I've set up pdnsd on a machine in my LAN (a machine called tiny-tim running Debian Jessie) to act as a DNS cache. It works pretty well, but there's one aspect of the config I can't get right.

In /etc/pdnsd.conf I've set global -> server_ip = eth0 so that the machine responds to DNS requests that arrive at its port 53. The default file also has a section like this:
Code:
source {
        owner=localhost;
        file="/etc/hosts";
}
The problem is that /etc/hosts says
Code:
127.0.0.1       localhost
127.0.1.1       tiny-tim.home   tiny-tim
For an "internal" cache this makes sense, as it resolves the hostname (tiny-tim.home) to the loopback.

The problem for me is if I ask it to resolve tiny-tim.home from another machine it gives me 127.0.1.1, which is obviously wrong as it should give me 192.168.1.122 in my particular case.

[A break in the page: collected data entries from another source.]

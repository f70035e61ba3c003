//! The protective action and its helpers.
//!
//! - [`Actuator`]: performs the lock
//! - [`Notifier`]: best-effort heads-up before the lock
//! - [`ActionProbe`]: tells the monitor whether the lock is already in effect
//!
//! The Linux implementations shell out to `loginctl`, `xdg-screensaver` and
//! `notify-send`. All calls are blocking; the action gate and the monitor's
//! lock check run them on a blocking worker.

use std::process::{Command, Output};

use thiserror::Error;
use tracing::{debug, info, warn};

/// Errors from performing the action.
#[derive(Debug, Clone, Error, PartialEq, Eq)]
pub enum ActuatorError {
    /// A lock method ran and failed.
    #[error("{method} failed: {message}")]
    MethodFailed {
        /// Which method.
        method: &'static str,
        /// Why.
        message: String,
    },

    /// Every method in the fallback chain failed.
    #[error("all lock methods failed: {}", .0.join("; "))]
    AllMethodsFailed(Vec<String>),
}

/// Performs the protective action.
pub trait Actuator: Send + Sync {
    /// Locks the session. May block.
    ///
    /// # Errors
    ///
    /// Returns an error if the session could not be locked.
    fn perform_action(&self) -> Result<(), ActuatorError>;
}

/// Announces an imminent action. Failures are swallowed.
pub trait Notifier: Send + Sync {
    /// Called right before the action is performed.
    fn notify_before_action(&self);
}

/// Reports whether the protective action is currently in effect.
pub trait ActionProbe: Send + Sync {
    /// `true` while the session is locked. May block.
    fn is_action_in_effect(&self) -> bool;
}

fn run(program: &'static str, args: &[&str]) -> Result<Output, ActuatorError> {
    let output = Command::new(program)
        .args(args)
        .output()
        .map_err(|e| ActuatorError::MethodFailed {
            method: program,
            message: e.to_string(),
        })?;
    if output.status.success() {
        Ok(output)
    } else {
        Err(ActuatorError::MethodFailed {
            method: program,
            message: String::from_utf8_lossy(&output.stderr).trim().to_string(),
        })
    }
}

/// The logind session this process runs in; `auto` lets loginctl pick it.
fn session_id() -> String {
    std::env::var("XDG_SESSION_ID")
        .ok()
        .filter(|id| !id.trim().is_empty())
        .unwrap_or_else(|| "auto".to_string())
}

/// Locks the session this process runs in: `loginctl lock-session`, then
/// `xdg-screensaver lock`.
#[derive(Debug, Clone, Copy, Default)]
pub struct SessionLocker;

impl Actuator for SessionLocker {
    fn perform_action(&self) -> Result<(), ActuatorError> {
        let session = session_id();
        let mut failures = Vec::new();

        match run("loginctl", &["lock-session", &session]) {
            Ok(_) => {
                info!(session = %session, "session locked via loginctl");
                return Ok(());
            }
            Err(e) => {
                warn!(error = %e, "loginctl lock failed, trying xdg-screensaver");
                failures.push(e.to_string());
            }
        }

        match run("xdg-screensaver", &["lock"]) {
            Ok(_) => {
                info!("session locked via xdg-screensaver");
                Ok(())
            }
            Err(e) => {
                failures.push(e.to_string());
                Err(ActuatorError::AllMethodsFailed(failures))
            }
        }
    }
}

/// Actuator that only logs; used when running without real hardware.
#[derive(Debug, Clone, Copy, Default)]
pub struct DryRunActuator;

impl Actuator for DryRunActuator {
    fn perform_action(&self) -> Result<(), ActuatorError> {
        info!("dry run: session would be locked now");
        Ok(())
    }
}

/// Desktop notification through `notify-send`.
#[derive(Debug, Clone, Copy, Default)]
pub struct DesktopNotifier;

impl Notifier for DesktopNotifier {
    fn notify_before_action(&self) {
        if let Err(e) = run(
            "notify-send",
            &[
                "--app-name=Umbra",
                "--urgency=critical",
                "Umbra",
                "Device out of range. Locking your session...",
            ],
        ) {
            debug!(error = %e, "lock notification not shown");
        }
    }
}

/// Reads logind's `LockedHint` for the session this process runs in.
#[derive(Debug, Clone, Copy, Default)]
pub struct SessionLockProbe;

impl ActionProbe for SessionLockProbe {
    fn is_action_in_effect(&self) -> bool {
        let session = session_id();
        match run(
            "loginctl",
            &["show-session", &session, "-p", "LockedHint", "--value"],
        ) {
            Ok(output) => parse_locked_hint(&String::from_utf8_lossy(&output.stdout)),
            Err(e) => {
                debug!(error = %e, "cannot read LockedHint, assuming unlocked");
                false
            }
        }
    }
}

/// Probe that never reports the action as in effect.
#[derive(Debug, Clone, Copy, Default)]
pub struct NeverInEffect;

impl ActionProbe for NeverInEffect {
    fn is_action_in_effect(&self) -> bool {
        false
    }
}

fn parse_locked_hint(value: &str) -> bool {
    matches!(value.trim(), "yes" | "true" | "1")
}

#[cfg(test)]
mod tests {
    use super::*;

    #[test]
    fn test_parse_locked_hint() {
        assert!(parse_locked_hint("yes\n"));
        assert!(parse_locked_hint("true"));
        assert!(!parse_locked_hint("no\n"));
        assert!(!parse_locked_hint(""));
    }

    #[test]
    fn test_all_methods_failed_message() {
        let err = ActuatorError::AllMethodsFailed(vec![
            "loginctl failed: no session".to_string(),
            "xdg-screensaver failed: not found".to_string(),
        ]);
        let message = err.to_string();
        assert!(message.contains("loginctl"));
        assert!(message.contains("xdg-screensaver"));
    }

    #[test]
    fn test_session_id_always_names_a_session() {
        let id = session_id();
        assert!(!id.trim().is_empty());
        if std::env::var_os("XDG_SESSION_ID").is_none() {
            assert_eq!(id, "auto");
        }
    }

    #[test]
    fn test_dry_run_always_succeeds() {
        assert!(DryRunActuator.perform_action().is_ok());
        assert!(!NeverInEffect.is_action_in_effect());
    }
}
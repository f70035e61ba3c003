//! Unified error types for the umbra core library.
//!
//! This module provides a unified error type [`UmbraError`] that covers all failure
//! modes across the umbra system. Each module also has its own specific error types
//! (`ConfigError`, `StoreError`, `ScannerError`) for internal use. Action
//! failures are not errors here: the gate reports them as an `ActionReport`.
//!
//! # Design Principles
//!
//! - **Specific variants**: Each error variant captures exactly one failure mode
//! - **Actionable messages**: Error messages guide users toward resolution
//! - **Context preservation**: Wrapped errors maintain their original context
//! - **HTTP-ready**: Error types include HTTP status codes and error codes
//!
//! Nothing in the monitoring loop itself is fatal: these errors surface from
//! startup, persistence and the command API, never from a tick.
//!
//! # Example
//!
//! ```rust
//! use umbra_core::error::{UmbraError, Result};
//! use std::path::PathBuf;
//!
//! fn load_devices(path: &PathBuf) -> Result<()> {
//!     if !path.exists() {
//!         return Err(UmbraError::ConfigNotFound(path.clone()));
//!     }
//!     Ok(())
//! }
//! ```

use std::path::PathBuf;
use thiserror::Error;

use crate::scanner::RadioState;

/// The unified error type for all umbra operations.
#[derive(Debug, Error)]
pub enum UmbraError {
    // =========================================================================
    // BLUETOOTH ERRORS
    // =========================================================================
    /// No Bluetooth adapter was found on this system.
    #[error(
        "No Bluetooth adapter found. Ensure Bluetooth hardware is present and drivers are loaded."
    )]
    BluetoothAdapterNotFound,

    /// The Bluetooth radio is not ready to scan.
    #[error("Bluetooth radio is {0}. Run 'bluetoothctl power on' to enable scanning.")]
    RadioUnavailable(RadioState),

    /// Bluetooth scanning failed.
    #[error("Bluetooth scan failed: {0}")]
    BluetoothScanFailed(String),

    /// The requested device is neither monitored nor discovered.
    #[error("Device not found: '{0}'. Start a discovery scan and make sure the device is advertising.")]
    DeviceNotFound(String),

    /// The device identifier is not a valid Bluetooth address.
    #[error("Invalid device id: '{0}'. Expected format XX:XX:XX:XX:XX:XX.")]
    InvalidDeviceId(String),

    // =========================================================================
    // MONITOR ERRORS
    // =========================================================================
    /// The monitor task has shut down and no longer accepts commands.
    #[error("Monitor is not running; the service may be shutting down")]
    MonitorUnavailable,

    // =========================================================================
    // CONFIGURATION ERRORS
    // =========================================================================
    /// The configuration file was not found at the expected path.
    #[error("Configuration file not found at: {}", .0.display())]
    ConfigNotFound(PathBuf),

    /// The configuration file exists but could not be parsed.
    #[error("Failed to parse configuration: {0}")]
    ConfigParseError(String),

    /// The configuration was parsed but contains invalid values.
    #[error("Configuration validation failed: {0}")]
    ConfigValidationError(String),

    // =========================================================================
    // PERSISTENCE ERRORS
    // =========================================================================
    /// An error occurred while persisting or reading data.
    #[error("Persistence error: {0}")]
    PersistenceError(String),
}

/// A specialized [`Result`] type for umbra operations.
pub type Result<T> = std::result::Result<T, UmbraError>;

/// Short alias for [`UmbraError`].
pub type Error = UmbraError;

impl UmbraError {
    /// Returns an HTTP-appropriate status code for this error.
    #[inline]
    #[must_use]
    pub const fn http_status_code(&self) -> u16 {
        match self {
            Self::InvalidDeviceId(_) => 400,

            Self::ConfigNotFound(_) | Self::DeviceNotFound(_) => 404,

            Self::ConfigParseError(_) | Self::ConfigValidationError(_) => 422,

            Self::PersistenceError(_) => 500,

            Self::BluetoothAdapterNotFound
            | Self::RadioUnavailable(_)
            | Self::BluetoothScanFailed(_)
            | Self::MonitorUnavailable => 503,
        }
    }

    /// Returns a machine-readable error code for API responses.
    #[inline]
    #[must_use]
    pub const fn error_code(&self) -> &'static str {
        match self {
            Self::BluetoothAdapterNotFound => "BLUETOOTH_ADAPTER_NOT_FOUND",
            Self::RadioUnavailable(_) => "RADIO_UNAVAILABLE",
            Self::BluetoothScanFailed(_) => "BLUETOOTH_SCAN_FAILED",
            Self::DeviceNotFound(_) => "DEVICE_NOT_FOUND",
            Self::InvalidDeviceId(_) => "INVALID_DEVICE_ID",
            Self::MonitorUnavailable => "MONITOR_UNAVAILABLE",
            Self::ConfigNotFound(_) => "CONFIG_NOT_FOUND",
            Self::ConfigParseError(_) => "CONFIG_PARSE_ERROR",
            Self::ConfigValidationError(_) => "CONFIG_VALIDATION_ERROR",
            Self::PersistenceError(_) => "PERSISTENCE_ERROR",
        }
    }
}

// =============================================================================
// CONVERSIONS FROM MODULE-SPECIFIC ERRORS
// =============================================================================

impl From<crate::config::ConfigError> for UmbraError {
    fn from(err: crate::config::ConfigError) -> Self {
        use crate::config::ConfigError;
        match err {
            ConfigError::NotFound(path) => Self::ConfigNotFound(path),
            ConfigError::ReadError { path, source } => {
                Self::PersistenceError(format!("Failed to read {}: {}", path.display(), source))
            }
            ConfigError::WriteError { path, source } => {
                Self::PersistenceError(format!("Failed to write {}: {}", path.display(), source))
            }
            ConfigError::LoadError(e) => Self::ConfigParseError(e.to_string()),
            ConfigError::SerializeError(e) => Self::ConfigParseError(e.to_string()),
            ConfigError::ValidationError { field, message } => {
                Self::ConfigValidationError(format!("{field}: {message}"))
            }
            ConfigError::MultipleValidationErrors(errors) => {
                let messages: Vec<String> = errors.into_iter().map(|e| e.to_string()).collect();
                Self::ConfigValidationError(messages.join("; "))
            }
        }
    }
}

impl From<crate::storage::StoreError> for UmbraError {
    fn from(err: crate::storage::StoreError) -> Self {
        use crate::storage::StoreError;
        match err {
            StoreError::ReadError { path, source } => {
                Self::PersistenceError(format!("Failed to read {}: {}", path.display(), source))
            }
            StoreError::WriteError { path, source } => {
                Self::PersistenceError(format!("Failed to write {}: {}", path.display(), source))
            }
            StoreError::ParseError { path, source } => Self::PersistenceError(format!(
                "Failed to parse {}: {}",
                path.display(),
                source
            )),
            StoreError::SerializeError(e) => Self::PersistenceError(e.to_string()),
            StoreError::CreateDirError { path, source } => Self::PersistenceError(format!(
                "Failed to create directory {}: {}",
                path.display(),
                source
            )),
            StoreError::DuplicateDevice(id) => {
                Self::PersistenceError(format!("Duplicate device id in store: {id}"))
            }
        }
    }
}

impl From<crate::scanner::ScannerError> for UmbraError {
    fn from(err: crate::scanner::ScannerError) -> Self {
        use crate::scanner::ScannerError;
        match err {
            ScannerError::AdapterNotFound => Self::BluetoothAdapterNotFound,
            ScannerError::RadioNotReady(state) => Self::RadioUnavailable(state),
            ScannerError::SessionInitFailed { message }
            | ScannerError::DiscoveryFailed { message } => Self::BluetoothScanFailed(message),
        }
    }
}

// =============================================================================
// TESTS
// =============================================================================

This must be a common problem but I can't work out the best fix. If I comment out that source block then the machine can no longer resolve its own hostname other than to 192.168.1.122, which works for my other machines but will that confuse anything "internally"? I really want it to resolve 127.x.x.x for request originating from itself and 192.168.1.122 otherwise.
 
I've got an idea. According to Debian, on /etc/hosts

The IP address 127.0.1.1 in the second line of this example may not be found on some other Unix-like systems. The Debian Installer creates this entry for a system without a permanent IP address as a workaround for some software (e.g., GNOME) as documented in the bug #719621.

For a system with a permanent IP address, that permanent IP address should be used here instead of 127.0.1.1.

https://www.debian.org/doc/manuals/debian-reference/ch05.en.html#_the_hostname_resolution

So I've replaced that 127.0.1.1 with the IP address of the machine and everything works.

It's a bit flaky in theory though as its IP isn't actually static. The BT HH5 doesn't want to do it (you can say "always use this IP" but it tells you to restart the device??) and I can't work out how to do it correctly in Debian without it ruining its auto-generated conf files (resolv.conf in particular). For now it's static enough so I'll leave it.